Les structures ne peuvent expliquer les événements que si elles les contiennent déjà comme des possibles
Dans sa présentation « Itinéraire : des Indiens aux Marranes »,
Nathan Wachtel parle de son itinéraire, des études andines, des études marranes, d'anthropologie historique, de renversement de perspectives, des « vaincus », d'histoire… Comment l'hier est travaillé/pensé au présent ? « le folklore actuel conserve en effet le souvenir du traumatisme de la Conquête, tout en imprimant aux faits historiques des déformations qui s'insèrent elles-mêmes dans un système d'oppositions et de transformations, y compris sous la forme imaginaire d'une revanche et d'une supériorité indienne (résistance victorieuse aux envahisseurs, châtiment de Pizarro, etc.) » L'auteur parle des logiques propres, des significations, des surimpositions, des transformations ou des permutations dans les processus de transmission ou de construction/réappropriation de l'histoire.

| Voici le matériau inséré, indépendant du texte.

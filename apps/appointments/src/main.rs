use std::{path::PathBuf, sync::Arc};

use anyhow::{bail, Context, Result};
use booking_client::{
    load_settings, AppointmentsScreen, AppointmentsView, CatalogState, DraftField, HttpBackend,
    ServiceCatalog, SubmitOutcome,
};
use clap::{Parser, Subcommand};
use shared::domain::{AppointmentId, ServiceId};
use tracing::info;
use tracing_subscriber::EnvFilter;

#[derive(Parser, Debug)]
struct Cli {
    /// Settings file; `appointments.toml` is used when present.
    #[arg(long)]
    config: Option<PathBuf>,
    #[arg(long)]
    server_url: Option<String>,
    #[command(subcommand)]
    command: Command,
}

#[derive(Subcommand, Debug)]
enum Command {
    List {
        #[arg(long, default_value_t = 1)]
        page: i64,
    },
    Services,
    Edit {
        #[arg(long)]
        id: i64,
        #[arg(long)]
        service: i64,
        #[arg(long)]
        date: String,
        #[arg(long)]
        time: String,
        #[arg(long, default_value_t = 1)]
        page: i64,
    },
}

#[tokio::main]
async fn main() -> Result<()> {
    let cli = Cli::parse();
    let mut settings = load_settings(cli.config.as_deref())?;
    if let Some(server_url) = cli.server_url {
        settings.api_base_url = server_url;
    }

    let filter = EnvFilter::try_from_default_env()
        .unwrap_or_else(|_| EnvFilter::new(&settings.log_filter));
    tracing_subscriber::fmt().with_env_filter(filter).init();
    info!(api_base_url = %settings.api_base_url, "appointments: starting");

    let backend = Arc::new(HttpBackend::from_settings(&settings)?);
    let catalog =
        Arc::new(ServiceCatalog::new(backend.clone()).with_retry(settings.catalog_retry()));
    let screen = AppointmentsScreen::new(backend, Arc::clone(&catalog));

    match cli.command {
        Command::List { page } => {
            screen.show_page(page).await?;
            print_page(&screen.view());
        }
        Command::Services => {
            let services = screen.load_catalog().await;
            if catalog.state() == CatalogState::Unavailable {
                bail!("service catalog unavailable");
            }
            for service in services {
                println!("{:>5}  {}", service.id.0, service.name);
            }
        }
        Command::Edit {
            id,
            service,
            date,
            time,
            page,
        } => {
            let page = screen.show_page(page).await?;
            screen.load_catalog().await;
            screen
                .open_edit(AppointmentId(id))
                .with_context(|| format!("appointment {id} is not on page {page}"))?;
            screen.update_draft(DraftField::Service(Some(ServiceId(service))))?;
            screen.update_draft(DraftField::Date(date))?;
            screen.update_draft(DraftField::Time(time))?;

            match screen.submit_edit().await {
                SubmitOutcome::Succeeded => {
                    println!("updated appointment_id={id}");
                    print_page(&screen.view());
                }
                SubmitOutcome::Invalid(error) => bail!("invalid edit: {error}"),
                SubmitOutcome::Failed(error) => bail!("edit rejected: {error}"),
                SubmitOutcome::InProgress | SubmitOutcome::NoDraft => {
                    bail!("edit was not submitted")
                }
            }
        }
    }

    Ok(())
}

fn print_page(view: &AppointmentsView) {
    if let Some(error) = &view.error {
        println!("could not load appointments: {error}");
    }
    if view.is_empty {
        println!("no upcoming appointments on page {}", view.page);
    }
    for row in &view.rows {
        println!(
            "{:>5}  {} {}  {:<20}  {}",
            row.appointment_id.0,
            row.appointment_date,
            row.appointment_time,
            row.service.name,
            row.status.as_str()
        );
    }

    let pages: Vec<String> = view
        .page_numbers
        .iter()
        .map(|&n| {
            if n == view.page.get() {
                format!("[{n}]")
            } else {
                n.to_string()
            }
        })
        .collect();
    if !pages.is_empty() {
        println!("pages: {} of {}", pages.join(" "), view.total_pages);
    }
}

Il souligne les apports de la méthode de l'étude régressive, « commençant par le présent pour remonter dans le temps », recommande l'association de l'histoire et de l'ethnologie, parle d'unification du champ conceptuel…
Une invitation à (re)penser les histoires indiennes dans leur complexité, les constructions mémorielles dans leur diversité, prendre pleinement en compte les visions des vaincu-e-s.
L'auteur parle aussi des « mémoires juives », du déracinement, des migrations, des exils, des adaptations aux pays d'accueil, d'exils au second degré, de « l'exil dans l'exil », des études marranes…
Partir du point de vue des vaincu-e-s, sans ignorer l'histoire écrite par les dominants, faire des allers et retours entre les deux perspectives, aller vers une « histoire totale ». L'auteur parle aussi d'empathie, sans « effusion débordante, manifestation exubérante des sentiments », d'assumer la dimension subjective de ses travaux, de retour réflexif sur les conditions de production des études… Souvenirs et commémoration, exercice de la raison, examen de l'enchainement complexe des événements, contingences et régularités…
De ce livre érudit, mais de lecture abordable, je ne traite que certains points.
Nathan Wachtel souligne, entre autres, le caractère « éminemment composite des sociétés méso-et sud-américaines ». il parle des métissages, des processus d'acculturation, des syncrétismes, des mémoires collectives, des rapports entre identité et altérité, des sociétés créoles… J'ai notamment été intéressé par les différents phénomènes – leur non linéarité – d'acculturation. « L'acculturation ne se réduit pas, en effet, à un cheminement unique, au simple passage de la culture indigène à la culture occidentale ; il existe un processus inverse, par lequel la culture indigène intègre les éléments européens sans perdre ses caractères originaux ». Les cultures ne sont jamais homogènes, fermées sur elles-mêmes, mais des constructions historiques ouvertes et perméables, traversée de contradictions. L'invention des traditions et leur sur-valorisation est une forme d'assignation essentialiste, déniant souvent l'historicité des phénomènes sociaux.
L'auteur souligne la diversité des sociétés « indigènes », leur hétérogénéité, avant et après la colonisation. Il insiste sur les processus, les différentes temporalités, sur les différentes formes de domination…
En regrettant le silence sur les travaux de féministes, je souligne le chapitre « Anthropologie historique », la défense des dimensions historiques et de vécus, de l'« histoire régressive », des mémoires refoulées « celle des groupes pourchassés, celle des minorités religieuses, celle des milieux dominés qui n'avait pas accès à l'écrit», de la convergence épistémologique entre histoire et anthropologie.
Une partie de l'ouvrage est consacrée aux « Etudes andines ».
Nathan Wachtel revient sur les visions des vaincu-e-s, l'intégration de la conquête espagnol dans le folklore indigène, les décalages et les significations nouvelles dans les reconstructions. L'auteur interroge les comment « la Conquête revit dans le folklore indigène », les traductions parfois divergentes. Il détaille particulièrement trois thèmes : « la description des Espagnols par les Indiens », « la non-compréhension entre les adversaires », « la portée cosmique de la mort d'Atahuallpa ». Sur les phénomènes d'acculturation, il compare les « récits » de l'
Inca Garcilaso de la Vega et de Felipe Guaman Poma de Ayala, en insistant sur les représentations de l'espace et du temps, leur refus partagé de la situation coloniale.
Dans la dernière partie,
Nathan Wachtel parle de « Mémoires juives et marranes », des modalités de transmission, des livres du souvenir, du deuil impossible, des théologies marranes… Je regrette le manque d'interrogation sur l'historicité de la notion de peuple.
Contre les histoires écrites par les vainqueurs, les raccourcis essentialistes, une volonté de comprendre la complexité des perceptions, des memoires et des histoires.